Tuesday 19 March 1666/67

Up, and to the office, where we sat all the morning. At noon dined at home very pleasantly with my wife, and after dinner with a great deal of pleasure had her sing, which she begins to do with some pleasure to me, more than I expected. Then to the office again, where all the afternoon close, and at night home to supper and to bed. It comes in my mind this night to set down how a house was the other day in Bishopsgate Street blowed up with powder; a house that was untenanted, and between a flax shop and a —————-, both bad for fire; but, thanks be to God, it did no more hurt; and all do conclude it a plot.
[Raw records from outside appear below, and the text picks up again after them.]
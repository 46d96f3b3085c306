// Unless explicitly stated otherwise all files in this repository are licensed
// under the Apache License Version 2.0.
// This product includes software developed at Datadog (https://www.datadoghq.com/).
// Copyright 2026-present Datadog, Inc.

use std::path::PathBuf;

use clap::Parser;

use crate::config::DEFAULT_CONFIG_FILE;

#[derive(Parser, Debug, Clone)]
#[command(name = "hotdeploy")]
#[command(about = "Build, stage and restart a service extension in one step")]
#[command(version)]
pub struct Args {
    /// Deploy descriptor (.json, .yaml or .yml)
    #[arg(short, long, default_value = DEFAULT_CONFIG_FILE)]
    pub config: PathBuf,

    /// Log level (off, error, warn, info, debug, trace)
    #[arg(long, env = "HOTDEPLOY_LOG_LEVEL", default_value = "info")]
    pub log_level: String,

    /// Also append log lines to this file
    #[arg(long)]
    pub log_file: Option<PathBuf>,

    /// Exit immediately instead of waiting for Enter
    #[arg(long)]
    pub no_pause: bool,
}
//! XML serialization for generic data values.
//!
//! ## Mapping
//!
//! | Value | XML |
//! |-------|-----|
//! | `{"name": "Alex"}` | `<name>Alex</name>` |
//! | `{"is_admin": true}` | `<is_admin>1</is_admin>` |
//! | `{"none": null}` | `<none/>` |
//! | `["a", "b"]` | `<_0>a</_0><_1>b</_1>` |
//! | `{"items": [{"n": 1}, {"n": 2}]}` | `<items><n>1</n></items><items><n>2</n></items>` |
//!
//! Keys that read as numbers are prefixed with `_` so they stay valid element
//! names. Documents always begin with `<?xml version="1.0"?>` and end with a
//! newline.
//!
//! ## Examples
//!
//! ```
//! use rendition_serde::xml::to_xml_string;
//! use serde_json::json;
//!
//! let value = json!({"items": [{"name": "Alex"}, {"name": "Robin"}]});
//! let xml = to_xml_string(&value, "root", true).unwrap();
//! assert!(xml.contains("  <items>\n    <name>Robin</name>\n  </items>\n"));
//! ```

pub mod element;
pub mod ser;
pub mod utils;

pub use element::{Element, write_document};
pub use ser::{append_entries, to_xml_string, value_to_element};
//! HAL (Hypertext Application Language) resources.
//!
//! Provides a builder for HAL resources and their JSON and XML forms.
//!
//! # JSON
//!
//! ```json
//! {
//!     "items": [{"name": "Alex"}],
//!     "_links": {"self": {"href": "/users"}, "next": {"href": "/users?page=2"}},
//!     "_embedded": {"owner": {"name": "Robin", "_links": {"self": {"href": "/users/robin"}}}}
//! }
//! ```
//!
//! # XML
//!
//! ```xml
//! <resource href="/users">
//!   <link rel="next" href="/users?page=2"/>
//!   <items><name>Alex</name></items>
//!   <resource rel="owner" href="/users/robin"><name>Robin</name></resource>
//! </resource>
//! ```

use std::borrow::Cow;

use indexmap::{IndexMap, IndexSet};
use rendition_serde::value::{ValueKind, entries, is_numeric_key};
use rendition_serde::xml::Element;
use rendition_serde::xml::utils::{checked_name, element_name, scalar_text};
use serde_json::{Map, Value};

use crate::error::Result;

/// A link in a HAL resource.
#[derive(Debug, Clone, PartialEq, Eq)]
pub struct HalLink {
    uri: String,
    attributes: IndexMap<String, String>,
}

impl HalLink {
    /// Creates a link to `uri`.
    pub fn new(uri: impl Into<String>) -> Self {
        Self {
            uri: uri.into(),
            attributes: IndexMap::new(),
        }
    }

    /// Adds an attribute such as `title` or `templated`.
    pub fn with_attribute(mut self, name: impl Into<String>, value: impl Into<String>) -> Self {
        self.attributes.insert(name.into(), value.into());
        self
    }

    /// The link target.
    pub fn uri(&self) -> &str {
        &self.uri
    }

    /// Extra attributes in insertion order.
    pub fn attributes(&self) -> &IndexMap<String, String> {
        &self.attributes
    }

    /// Converts to the JSON link object, `href` first.
    pub fn to_value(&self) -> Value {
        let mut link = Map::new();
        link.insert("href".to_string(), Value::String(self.uri.clone()));
        for (name, value) in &self.attributes {
            link.insert(name.clone(), Value::String(value.clone()));
        }
        Value::Object(link)
    }
}

/// A HAL resource: data, links and embedded resources.
#[derive(Debug, Clone, Default, PartialEq, Eq)]
pub struct Hal {
    uri: Option<String>,
    data: Map<String, Value>,
    links: IndexMap<String, Vec<HalLink>>,
    embedded: IndexMap<String, Vec<Hal>>,
    array_link_rels: IndexSet<String>,
    array_resource_rels: IndexSet<String>,
}

impl Hal {
    /// Creates a resource whose `self` link points at `uri`.
    pub fn new(uri: impl Into<String>) -> Self {
        Self {
            uri: Some(uri.into()),
            ..Default::default()
        }
    }

    /// Replaces the resource data.
    pub fn with_data(mut self, data: Map<String, Value>) -> Self {
        self.data = data;
        self
    }

    /// Sets one data entry.
    pub fn set(&mut self, key: impl Into<String>, value: impl Into<Value>) -> &mut Self {
        self.data.insert(key.into(), value.into());
        self
    }

    /// Adds a link under `rel`.
    pub fn add_link(&mut self, rel: impl Into<String>, uri: impl Into<String>) -> &mut Self {
        self.push_link(rel.into(), HalLink::new(uri))
    }

    /// Adds a link with extra attributes under `rel`.
    pub fn add_link_with_attributes<I, K, V>(
        &mut self,
        rel: impl Into<String>,
        uri: impl Into<String>,
        attributes: I,
    ) -> &mut Self
    where
        I: IntoIterator<Item = (K, V)>,
        K: Into<String>,
        V: Into<String>,
    {
        let link = attributes
            .into_iter()
            .fold(HalLink::new(uri), |link, (name, value)| {
                link.with_attribute(name, value)
            });
        self.push_link(rel.into(), link)
    }

    /// Adds a link under `rel` and marks the rel as a list, so it renders as an
    /// array even with a single link.
    pub fn add_array_link(&mut self, rel: impl Into<String>, uri: impl Into<String>) -> &mut Self {
        let rel = rel.into();
        self.array_link_rels.insert(rel.clone());
        self.push_link(rel, HalLink::new(uri))
    }

    /// Embeds a resource under `rel`.
    pub fn add_resource(&mut self, rel: impl Into<String>, resource: Hal) -> &mut Self {
        self.embedded.entry(rel.into()).or_default().push(resource);
        self
    }

    /// Embeds a resource under `rel` and marks the rel as a list.
    pub fn add_array_resource(&mut self, rel: impl Into<String>, resource: Hal) -> &mut Self {
        let rel = rel.into();
        self.array_resource_rels.insert(rel.clone());
        self.add_resource(rel, resource)
    }

    fn push_link(&mut self, rel: String, link: HalLink) -> &mut Self {
        self.links.entry(rel).or_default().push(link);
        self
    }

    /// The `self` URI.
    pub fn uri(&self) -> Option<&str> {
        self.uri.as_deref()
    }

    /// The resource data.
    pub fn data(&self) -> &Map<String, Value> {
        &self.data
    }

    /// Links by rel, excluding the `self` link built from the URI.
    pub fn links(&self) -> &IndexMap<String, Vec<HalLink>> {
        &self.links
    }

    /// Embedded resources by rel.
    pub fn resources(&self) -> &IndexMap<String, Vec<Hal>> {
        &self.embedded
    }

    /// Converts to the HAL JSON form.
    ///
    /// Data keys marked as XML attributes (`@name`) lose the marker.
    ///
    /// ```
    /// use rendition::Hal;
    /// use serde_json::json;
    ///
    /// let mut hal = Hal::new("/foo");
    /// hal.set("name", "Alex").add_link("next", "/foo?page=2");
    ///
    /// assert_eq!(
    ///     hal.to_value(),
    ///     json!({
    ///         "name": "Alex",
    ///         "_links": {"self": {"href": "/foo"}, "next": {"href": "/foo?page=2"}}
    ///     })
    /// );
    /// ```
    pub fn to_value(&self) -> Value {
        let mut resource = strip_markers_from_map(&self.data);

        let links = self.links_value();
        if !links.is_empty() {
            resource.insert("_links".to_string(), Value::Object(links));
        }

        let embedded = self.embedded_value();
        if !embedded.is_empty() {
            resource.insert("_embedded".to_string(), Value::Object(embedded));
        }

        Value::Object(resource)
    }

    fn links_value(&self) -> Map<String, Value> {
        let mut grouped: IndexMap<&str, Vec<Value>> = IndexMap::new();

        if let Some(uri) = &self.uri {
            grouped
                .entry("self")
                .or_default()
                .push(HalLink::new(uri.as_str()).to_value());
        }
        for (rel, links) in &self.links {
            grouped
                .entry(rel.as_str())
                .or_default()
                .extend(links.iter().map(HalLink::to_value));
        }

        grouped
            .into_iter()
            .map(|(rel, values)| {
                let value = collapse(values, self.array_link_rels.contains(rel));
                (rel.to_string(), value)
            })
            .collect()
    }

    fn embedded_value(&self) -> Map<String, Value> {
        self.embedded
            .iter()
            .map(|(rel, resources)| {
                let values = resources.iter().map(Hal::to_value).collect();
                let value = collapse(values, self.array_resource_rels.contains(rel));
                (rel.clone(), value)
            })
            .collect()
    }

    /// Builds the HAL XML tree, rooted at `<resource>`.
    ///
    /// ```
    /// use rendition::Hal;
    /// use rendition_serde::write_document;
    ///
    /// let mut hal = Hal::new("/foo");
    /// hal.set("is_admin", true);
    ///
    /// let xml = write_document(&hal.to_xml_element().unwrap(), false).unwrap();
    /// assert_eq!(
    ///     xml,
    ///     "<?xml version=\"1.0\"?>\n<resource href=\"/foo\"><is_admin>1</is_admin></resource>\n"
    /// );
    /// ```
    pub fn to_xml_element(&self) -> Result<Element> {
        let mut root = Element::new("resource");
        self.write_xml(&mut root)?;
        Ok(root)
    }

    fn write_xml(&self, element: &mut Element) -> Result<()> {
        if let Some(uri) = &self.uri {
            element.add_attribute("href", uri.as_str());
        }

        for (rel, links) in &self.links {
            for link in links {
                let child = element.add_child("link");
                child.add_attribute("rel", rel.as_str());
                child.add_attribute("href", link.uri());
                for (name, value) in link.attributes() {
                    child.add_attribute(checked_name(name)?, value.as_str());
                }
            }
        }

        let data: Vec<(Cow<'_, str>, &Value)> = self
            .data
            .iter()
            .map(|(key, value)| (Cow::Borrowed(key.as_str()), value))
            .collect();
        append_data(data, element, None)?;

        for (rel, resources) in &self.embedded {
            for resource in resources {
                let child = element.add_child("resource");
                child.add_attribute("rel", rel.as_str());
                resource.write_xml(child)?;
            }
        }

        Ok(())
    }
}

/// A single entry renders bare unless its rel is registered as a list.
fn collapse(mut values: Vec<Value>, always_array: bool) -> Value {
    if values.len() == 1 && !always_array {
        values.remove(0)
    } else {
        Value::Array(values)
    }
}

/// Writes HAL data under `element`.
///
/// Lists repeat the element of the key that holds them. Scalar keys starting
/// with `@` become attributes and a lone `value` key becomes the text.
fn append_data(
    data: Vec<(Cow<'_, str>, &Value)>,
    element: &mut Element,
    parent: Option<&str>,
) -> Result<()> {
    let count = data.len();

    for (key, value) in data {
        let numeric = is_numeric_key(&key);

        if ValueKind::of(value).is_container() {
            if numeric {
                let child = element.add_child(item_name(parent, &key)?);
                append_data(entries(value), child, parent)?;
            } else if matches!(value, Value::Array(items) if !items.is_empty()) {
                append_data(entries(value), element, Some(key.as_ref()))?;
            } else {
                let child = element.add_child(checked_name(&key)?);
                append_data(entries(value), child, Some(key.as_ref()))?;
            }
            continue;
        }

        let text = scalar_text(value);
        if numeric {
            element.push(Element::with_text(item_name(parent, &key)?, text));
        } else if let Some(attribute) = key.strip_prefix('@') {
            element.add_attribute(checked_name(attribute)?, text);
        } else if key == "value" && count == 1 {
            element.set_text(text);
        } else {
            element.push(Element::with_text(checked_name(&key)?, text));
        }
    }

    Ok(())
}

/// Name for a list item: the key holding the list, or a prefixed index at the
/// top level.
fn item_name(parent: Option<&str>, key: &str) -> Result<String> {
    let name = match parent {
        Some(parent) => parent.to_string(),
        None => element_name(key),
    };
    checked_name(&name)?;
    Ok(name)
}

fn strip_markers_from_map(map: &Map<String, Value>) -> Map<String, Value> {
    map.iter()
        .map(|(key, item)| {
            let key = key.strip_prefix('@').unwrap_or(key);
            (key.to_string(), strip_attribute_markers(item))
        })
        .collect()
}

fn strip_attribute_markers(value: &Value) -> Value {
    match value {
        Value::Object(map) => Value::Object(strip_markers_from_map(map)),
        Value::Array(items) => Value::Array(items.iter().map(strip_attribute_markers).collect()),
        other => other.clone(),
    }
}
I would also remember to my shame how I was pleased yesterday, to find the righteous maid of Magister Griffin sweeping of ‘nostra’ office, ‘elle con the Roman nariz and bonne’ body which I did heretofore like, and do still refresh me to think ‘que elle’ is come to us, that I may ‘voir her aliquando’. This afternoon I am told again that the town do talk of my Lord Arlington’s being to be Lord Treasurer, and Sir W. Coventry to be Secretary of State; and that for certain the match is concluded between the Duke of Richmond and Mrs. Stewart, which I am well enough pleased with; and it is pretty to consider how his quality will allay people’s talk; whereas, had a meaner person married her, he would for certain have been reckoned a cuckold at first-dash.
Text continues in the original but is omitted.